Six of the cartels, including the violent Zetas, are paying children $50 to move a vehicle from one area to another area, as well as using them as lookouts or for other tasks.

Steven McCraw, director of the Texas Department of Public Safety, told Reuters the cartels call these workers "the expendables."

In the past, cartels have recruited children in Mexico as paid assassins, and the Columbian FARC (Revolutionary Armed Forces of Columbia) use children to bring grenades into public markets, two cartel experts tell POLICE Magazine.

Typically the cartels would recruit Mexican children, says Sylvia Longmire, a former Air Force intelligence officer and author of "Cartel: The Coming Invasion of Mexico's Drug War." The children would also typically come from underprivileged homes.

"For any kind of kids, easy money is a very attractive lure," said Longmire. "It's easier for them to recruit Mexican kids. If they screw up, they have some leverage, because they have families in Mexico or are illegal in this county."
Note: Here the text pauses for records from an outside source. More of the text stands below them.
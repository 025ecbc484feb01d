use chrono::{DateTime, Duration, Utc};
use std::collections::{HashMap, HashSet};
use std::fmt;

use backend::AnswerSubmission;
use quiz_core::model::{
    AnswerOption, AnswerRecord, AttemptSummary, Question, QuestionId, QuizSession, SessionStatus,
};
use quiz_core::time::elapsed_seconds;

use crate::error::AttemptError;
use super::progress::AttemptProgress;

/// Share of the duration below which the remaining time counts as a warning.
/// Purely a derived value for presentation; it gates no transition.
const TIME_WARNING_DIVISOR: i64 = 5;

//
// ─── ATTEMPT ──────────────────────────────────────────────────────────────────
//

/// In-memory state machine for one quiz attempt.
///
/// Owns the session aggregate plus the working state around it: the question
/// currently on screen, when it was shown (for per-question timing), the
/// flagged-question annotations, and the auto-submit marker. All methods are
/// synchronous and take explicit timestamps, so the whole machine is
/// deterministic under test.
pub struct QuizAttempt {
    session: QuizSession,
    current: usize,
    question_shown_at: DateTime<Utc>,
    flagged: HashSet<QuestionId>,
    auto_submitting: bool,
}

impl QuizAttempt {
    #[must_use]
    pub fn new(session: QuizSession, now: DateTime<Utc>) -> Self {
        Self {
            session,
            current: 0,
            question_shown_at: now,
            flagged: HashSet::new(),
            auto_submitting: false,
        }
    }

    #[must_use]
    pub fn session(&self) -> &QuizSession {
        &self.session
    }

    #[must_use]
    pub fn status(&self) -> SessionStatus {
        self.session.status()
    }

    #[must_use]
    pub fn current_index(&self) -> usize {
        self.current
    }

    #[must_use]
    pub fn current_question(&self) -> Option<&Question> {
        self.session.question_at(self.current)
    }

    #[must_use]
    pub fn flagged(&self) -> &HashSet<QuestionId> {
        &self.flagged
    }

    /// Set once the deadline has fired; stays set so the presentation layer
    /// keeps showing a submitting state rather than reverting to an
    /// interactive attempt whose time has already run out.
    #[must_use]
    pub fn is_auto_submitting(&self) -> bool {
        self.auto_submitting
    }

    #[must_use]
    pub fn progress(&self) -> AttemptProgress {
        AttemptProgress {
            total: self.session.questions().len(),
            answered: self.session.answered_count(),
            unanswered: self.session.unanswered_count(),
            is_complete: self.status() == SessionStatus::Completed,
        }
    }

    #[must_use]
    pub fn unanswered_count(&self) -> usize {
        self.session.unanswered_count()
    }

    //
    // ─── LIFECYCLE ────────────────────────────────────────────────────────
    //

    /// Enter the active phase with the backend's authoritative start time.
    ///
    /// # Errors
    ///
    /// Returns `AttemptError::Session` unless the session is pending.
    pub fn begin(&mut self, started_at: DateTime<Utc>) -> Result<(), AttemptError> {
        self.session.begin(started_at)?;
        self.question_shown_at = started_at;
        Ok(())
    }

    /// Record a local answer for a question. Last write wins; nothing is
    /// sent to the backend until the answer is committed.
    ///
    /// # Errors
    ///
    /// Returns `AttemptError::Session` outside the active phase or for an
    /// unknown question.
    pub fn select_answer(
        &mut self,
        question_id: QuestionId,
        option: AnswerOption,
    ) -> Result<(), AttemptError> {
        self.session
            .record_answer(question_id, AnswerRecord::selected(option))?;
        Ok(())
    }

    /// Produce the submission payload for the current question, stamping the
    /// answer with the time elapsed since the question was shown.
    ///
    /// Returns `None` when the attempt is not active or the current question
    /// has no local answer yet. Committing again after revisiting a question
    /// is fine; the backend keys submissions by question.
    pub fn take_commitment(&mut self, now: DateTime<Utc>) -> Option<AnswerSubmission> {
        if self.status() != SessionStatus::InProgress {
            return None;
        }
        let question_id = self.current_question()?.id();
        let record = *self.session.answers().get(&question_id)?;

        let elapsed = elapsed_seconds(self.question_shown_at, now);
        let stamped = record.with_time(elapsed);
        // cannot fail: status and question were just checked
        self.session.record_answer(question_id, stamped).ok()?;

        Some(AnswerSubmission {
            question_id,
            selected_option: stamped.selected_option,
            time_taken_seconds: elapsed,
        })
    }

    //
    // ─── NAVIGATION ───────────────────────────────────────────────────────
    //

    /// Move to the question at `index`, committing the outgoing question's
    /// answer if it has one. Out-of-range (or same-index) targets are no-ops.
    ///
    /// Returns the commitment to dispatch, if any.
    pub fn go_to(&mut self, index: usize, now: DateTime<Utc>) -> Option<AnswerSubmission> {
        if index == self.current || index >= self.session.questions().len() {
            return None;
        }
        let committed = self.take_commitment(now);
        self.current = index;
        self.question_shown_at = now;
        committed
    }

    /// Advance to the next question, if there is one.
    pub fn next(&mut self, now: DateTime<Utc>) -> Option<AnswerSubmission> {
        self.go_to(self.current + 1, now)
    }

    /// Step back to the previous question, if there is one.
    pub fn previous(&mut self, now: DateTime<Utc>) -> Option<AnswerSubmission> {
        let target = self.current.checked_sub(1)?;
        self.go_to(target, now)
    }

    //
    // ─── FLAGS ────────────────────────────────────────────────────────────
    //

    /// Mark a question for later review. Purely a UI annotation, orthogonal
    /// to the answer state. Returns false for unknown questions.
    pub fn flag(&mut self, question_id: QuestionId) -> bool {
        if self.session.question(question_id).is_none() {
            return false;
        }
        self.flagged.insert(question_id)
    }

    pub fn unflag(&mut self, question_id: QuestionId) -> bool {
        self.flagged.remove(&question_id)
    }

    //
    // ─── TIMING ───────────────────────────────────────────────────────────
    //

    #[must_use]
    pub fn deadline(&self) -> Option<DateTime<Utc>> {
        self.session.deadline()
    }

    /// Time left on the clock, floored at zero. `None` before start.
    #[must_use]
    pub fn remaining(&self, now: DateTime<Utc>) -> Option<Duration> {
        self.session.remaining(now)
    }

    /// True once the deadline has elapsed on an active attempt.
    #[must_use]
    pub fn is_expired(&self, now: DateTime<Utc>) -> bool {
        self.status() == SessionStatus::InProgress
            && self.deadline().is_some_and(|deadline| now >= deadline)
    }

    /// True while the remaining time is under a fifth of the duration.
    #[must_use]
    pub fn is_time_warning(&self, now: DateTime<Utc>) -> bool {
        if self.status() != SessionStatus::InProgress {
            return false;
        }
        let Some(remaining) = self.remaining(now) else {
            return false;
        };
        let threshold_ms = i64::from(self.session.duration_seconds()) * 1000 / TIME_WARNING_DIVISOR;
        remaining.num_milliseconds() < threshold_ms
    }

    /// Claim the auto-submit marker. Returns true only for the first claim,
    /// so the deadline notification fires once.
    pub fn mark_auto_submitting(&mut self) -> bool {
        !std::mem::replace(&mut self.auto_submitting, true)
    }

    //
    // ─── COMPLETION ───────────────────────────────────────────────────────
    //

    /// Apply the backend's terminal record: merge graded answers and move to
    /// `Completed`.
    ///
    /// # Errors
    ///
    /// Returns `AttemptError::Session` if the session is not in progress.
    pub fn apply_completion(
        &mut self,
        graded: HashMap<QuestionId, AnswerRecord>,
        completed_at: DateTime<Utc>,
    ) -> Result<(), AttemptError> {
        self.session.complete(graded, completed_at)?;
        Ok(())
    }

    /// Build the attempt summary for a completed session.
    ///
    /// # Errors
    ///
    /// Returns `AttemptError::Summary` unless the session is terminal.
    pub fn summary(&self) -> Result<AttemptSummary, AttemptError> {
        Ok(AttemptSummary::from_session(&self.session)?)
    }
}

impl fmt::Debug for QuizAttempt {
    fn fmt(&self, f: &mut fmt::Formatter<'_>) -> fmt::Result {
        f.debug_struct("QuizAttempt")
            .field("session_id", &self.session.id())
            .field("status", &self.status())
            .field("current", &self.current)
            .field("answered", &self.session.answered_count())
            .field("flagged", &self.flagged.len())
            .field("auto_submitting", &self.auto_submitting)
            .finish_non_exhaustive()
    }
}

//
// ─── TESTS ─────────────────────────────────────────────────────────────────────
//

#[cfg(test)]
mod tests {
    use super::*;
    use quiz_core::model::{SessionId, SessionStatus};
    use quiz_core::time::fixed_now;

    fn build_question(label: &str) -> Question {
        Question::new(
            QuestionId::random(),
            label,
            ["a", "b", "c", "d"].map(str::to_string),
            Some(AnswerOption::A),
        )
        .unwrap()
    }

    fn build_attempt(question_count: usize, duration_seconds: u32) -> QuizAttempt {
        let questions = (0..question_count)
            .map(|i| build_question(&format!("Q{i}")))
            .collect();
        let session = QuizSession::new(SessionId::random(), duration_seconds, questions).unwrap();
        QuizAttempt::new(session, fixed_now())
    }

    fn started_attempt(question_count: usize, duration_seconds: u32) -> QuizAttempt {
        let mut attempt = build_attempt(question_count, duration_seconds);
        attempt.begin(fixed_now()).unwrap();
        attempt
    }

    #[test]
    fn selecting_twice_leaves_a_single_answer() {
        let mut attempt = started_attempt(2, 600);
        let question_id = attempt.current_question().unwrap().id();

        attempt.select_answer(question_id, AnswerOption::A).unwrap();
        attempt.select_answer(question_id, AnswerOption::A).unwrap();

        assert_eq!(attempt.session().answered_count(), 1);
        assert_eq!(
            attempt.session().answers()[&question_id].selected_option,
            AnswerOption::A
        );
    }

    #[test]
    fn selection_outside_active_phase_is_rejected() {
        let mut attempt = build_attempt(1, 600);
        let question_id = attempt.current_question().unwrap().id();
        assert!(attempt.select_answer(question_id, AnswerOption::B).is_err());
    }

    #[test]
    fn commitment_measures_time_since_question_shown() {
        let mut attempt = started_attempt(2, 600);
        let now = fixed_now();
        let first = attempt.current_question().unwrap().id();
        attempt.select_answer(first, AnswerOption::C).unwrap();

        let submission = attempt.take_commitment(now + Duration::seconds(23)).unwrap();
        assert_eq!(submission.question_id, first);
        assert_eq!(submission.selected_option, AnswerOption::C);
        assert_eq!(submission.time_taken_seconds, 23);
        assert_eq!(
            attempt.session().answers()[&first].time_taken_seconds,
            23
        );
    }

    #[test]
    fn commitment_without_answer_is_none() {
        let mut attempt = started_attempt(1, 600);
        assert!(attempt.take_commitment(fixed_now()).is_none());
    }

    #[test]
    fn navigation_commits_and_resets_question_timer() {
        let mut attempt = started_attempt(3, 600);
        let now = fixed_now();
        let first = attempt.current_question().unwrap().id();
        attempt.select_answer(first, AnswerOption::B).unwrap();

        let committed = attempt.next(now + Duration::seconds(10)).unwrap();
        assert_eq!(committed.question_id, first);
        assert_eq!(committed.time_taken_seconds, 10);
        assert_eq!(attempt.current_index(), 1);

        // second question's timer starts at the navigation instant
        let second = attempt.current_question().unwrap().id();
        attempt.select_answer(second, AnswerOption::D).unwrap();
        let committed = attempt
            .previous(now + Duration::seconds(14))
            .unwrap();
        assert_eq!(committed.question_id, second);
        assert_eq!(committed.time_taken_seconds, 4);
        assert_eq!(attempt.current_index(), 0);
    }

    #[test]
    fn out_of_range_navigation_is_a_no_op() {
        let mut attempt = started_attempt(2, 600);
        let now = fixed_now();

        assert!(attempt.go_to(5, now).is_none());
        assert_eq!(attempt.current_index(), 0);

        assert!(attempt.previous(now).is_none());
        assert_eq!(attempt.current_index(), 0);

        attempt.next(now);
        assert!(attempt.next(now).is_none());
        assert_eq!(attempt.current_index(), 1);
    }

    #[test]
    fn unanswered_navigation_commits_nothing() {
        let mut attempt = started_attempt(2, 600);
        assert!(attempt.next(fixed_now()).is_none());
        assert_eq!(attempt.current_index(), 1);
    }

    #[test]
    fn expiry_and_warning_follow_the_deadline() {
        let attempt = started_attempt(1, 600);
        let start = fixed_now();

        assert!(!attempt.is_expired(start + Duration::seconds(599)));
        assert!(attempt.is_expired(start + Duration::seconds(600)));

        // warning threshold is a fifth of the duration
        assert!(!attempt.is_time_warning(start + Duration::seconds(479)));
        assert!(attempt.is_time_warning(start + Duration::seconds(481)));
    }

    #[test]
    fn auto_submit_marker_claims_once() {
        let mut attempt = started_attempt(1, 600);
        assert!(attempt.mark_auto_submitting());
        assert!(!attempt.mark_auto_submitting());
        assert!(attempt.is_auto_submitting());
    }

    #[test]
    fn flags_are_orthogonal_to_answers() {
        let mut attempt = started_attempt(2, 600);
        let question_id = attempt.current_question().unwrap().id();

        assert!(attempt.flag(question_id));
        assert!(!attempt.flag(question_id));
        assert!(!attempt.flag(QuestionId::random()));
        assert_eq!(attempt.progress().answered, 0);

        assert!(attempt.unflag(question_id));
        assert!(attempt.flagged().is_empty());
    }

    #[test]
    fn completion_is_terminal() {
        let mut attempt = started_attempt(1, 600);
        let question_id = attempt.current_question().unwrap().id();
        attempt.select_answer(question_id, AnswerOption::A).unwrap();

        let graded = HashMap::from([(
            question_id,
            AnswerRecord::selected(AnswerOption::A).graded(true),
        )]);
        attempt
            .apply_completion(graded, fixed_now() + Duration::seconds(30))
            .unwrap();

        assert_eq!(attempt.status(), SessionStatus::Completed);
        assert!(attempt.select_answer(question_id, AnswerOption::B).is_err());
        assert!(attempt.take_commitment(fixed_now()).is_none());
        assert!(attempt
            .apply_completion(HashMap::new(), fixed_now())
            .is_err());

        let summary = attempt.summary().unwrap();
        assert_eq!(summary.correct(), 1);
        assert_eq!(summary.unanswered(), 0);
    }

    #[test]
    fn summary_requires_completion() {
        let attempt = started_attempt(1, 600);
        assert!(attempt.summary().is_err());
    }
}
In Mexico, the cartels also use young children as lookouts, or los halcones (falcons). By working as lookouts, the kids can earn their stripes in the cartel, says Richard Valdemar, POLICE Magazine's gang expert.

"They used them as lookouts for a long time," Valdemar said. "That's the prerequisite for being brought into the group. They have kids on the hills with cell phones, to get the loads through. They do that for a few years, and then they bring you in as an assassin."